Tampoco nos debe preocupar el tema de la pobreza abrumadora. En los últimos años se estima que el 55 por ciento de la población vive en la situación de pobreza, algo así como unos 60 millones de mexicanos. Uno de los principales motivos del incremento ha sido el inadecuado manejo del sistema económico, tan sólo en el 2009 la ineptitud expulso a cerca de un millón de mexicanos al desempleo, sumados al millón de jóvenes que se incorporan al mercado anualmente. Ahora se cree que con una reforma laboral y una guerra mediática se solucionara el problema del desempleo.

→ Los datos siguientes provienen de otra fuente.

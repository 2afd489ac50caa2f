//! The indexed partition store: a master table plus navigation and
//! attribute indices backed by LMDB, the bidirectional cursor protocol
//! composite filters are built from, the filter-to-cursor search
//! evaluator, the partition nexus that routes a DN to its authoritative
//! partition, and a persisted change log.

mod changelog_store;
mod cursor;
mod error;
mod keys;
mod nexus;
mod partition;
mod search;

pub use changelog_store::LmdbChangeLog;
pub use cursor::{and_cursor, or_cursor, not_cursor, Cursor, VecCursor};
pub use error::{StoreError, StoreResult};
pub use nexus::{nexus_from_config, PartitionNexus, RoutedPartition};
pub use partition::PartitionStore;
pub use search::{search, DerefAliases, ReturningAttrs, Scope, SearchRequest};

Mucho menos nos debe preocupar la existencia de piratas, a pesar de que tenemos acceso a dos océanos, este asunto es cosa del pasado. Los grandes empresarios nacionales y extranjeros se adueñan de la riqueza nacional, gozan de exenciones fiscales y de privilegios legales. Los privilegios más detestables son los que tienen que ver con la contratación laboral. Muchos trabajadores son presas de la flexibilidad laboral y viven una situación precaria, como resultado los empresarios se enriquecen a costa de la explotación de sus trabajadores, todo bajo el respaldo de las leyes aprobadas, interpretadas y defendidas por los (des)gobernantes.

En relación al problema de un gobierno central casi inexistente, en México ésta situación es un tema de nula preocupación. En nuestro país los integrantes del gobierno federal, Presidente y gabinete incluidos, gozan de fuerte liderazgo, son carismáticos y ostentan una buena capacidad negociadora. Esto se ha hecho patente en la forma de resolver los principales problemas sociales, económicos y políticos, siempre anteponiendo los intereses de la mayoría de los que habitamos este país.

Haciendo un breve análisis sobre la posibilidad de estar en medio de un Estado fallido, los resultados nos arrojan la inmediata reacción de rechazar tan espantosa idea. Nuestro Presidente tiene toda la razón cuando asegura que “México no es un Estado fallido”. No hay de que preocuparse, sigamos disfrutando y viviendo de las bondades que nos brinda el sistema político y económico mexicano, lo demás es parte de una película de terror que puede asustar a cualquiera.